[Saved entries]
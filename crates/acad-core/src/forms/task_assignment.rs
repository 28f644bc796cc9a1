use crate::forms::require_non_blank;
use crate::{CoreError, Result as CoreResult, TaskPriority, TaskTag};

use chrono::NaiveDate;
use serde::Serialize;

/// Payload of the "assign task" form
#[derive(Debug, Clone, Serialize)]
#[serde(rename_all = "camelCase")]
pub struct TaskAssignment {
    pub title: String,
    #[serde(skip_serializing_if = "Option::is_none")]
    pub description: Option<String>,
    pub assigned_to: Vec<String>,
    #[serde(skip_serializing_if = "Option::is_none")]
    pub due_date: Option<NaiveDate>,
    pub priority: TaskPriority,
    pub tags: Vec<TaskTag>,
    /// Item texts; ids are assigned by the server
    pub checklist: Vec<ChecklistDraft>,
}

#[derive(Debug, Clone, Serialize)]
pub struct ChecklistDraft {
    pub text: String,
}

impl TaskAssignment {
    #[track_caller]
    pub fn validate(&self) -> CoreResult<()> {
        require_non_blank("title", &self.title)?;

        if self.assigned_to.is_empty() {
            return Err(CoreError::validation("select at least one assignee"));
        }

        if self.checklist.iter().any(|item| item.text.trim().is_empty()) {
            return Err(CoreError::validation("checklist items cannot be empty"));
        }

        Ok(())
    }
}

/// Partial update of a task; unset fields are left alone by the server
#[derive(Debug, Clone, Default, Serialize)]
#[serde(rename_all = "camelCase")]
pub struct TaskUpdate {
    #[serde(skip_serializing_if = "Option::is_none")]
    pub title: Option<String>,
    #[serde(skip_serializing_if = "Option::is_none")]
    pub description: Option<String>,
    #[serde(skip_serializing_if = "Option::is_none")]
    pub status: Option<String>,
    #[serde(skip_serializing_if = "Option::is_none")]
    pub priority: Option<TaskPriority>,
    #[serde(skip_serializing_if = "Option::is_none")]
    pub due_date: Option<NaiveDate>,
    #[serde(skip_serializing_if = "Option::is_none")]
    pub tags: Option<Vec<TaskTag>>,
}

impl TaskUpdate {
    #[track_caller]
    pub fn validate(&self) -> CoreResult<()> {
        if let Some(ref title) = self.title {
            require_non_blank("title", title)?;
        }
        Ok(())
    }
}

### [Exercise description]
Match on "forms": copy every line in the records that has it.

### [Output for this exercise]
filename crates/acad-core/src/forms/task_assignment.rs
use crate::forms::require_non_blank;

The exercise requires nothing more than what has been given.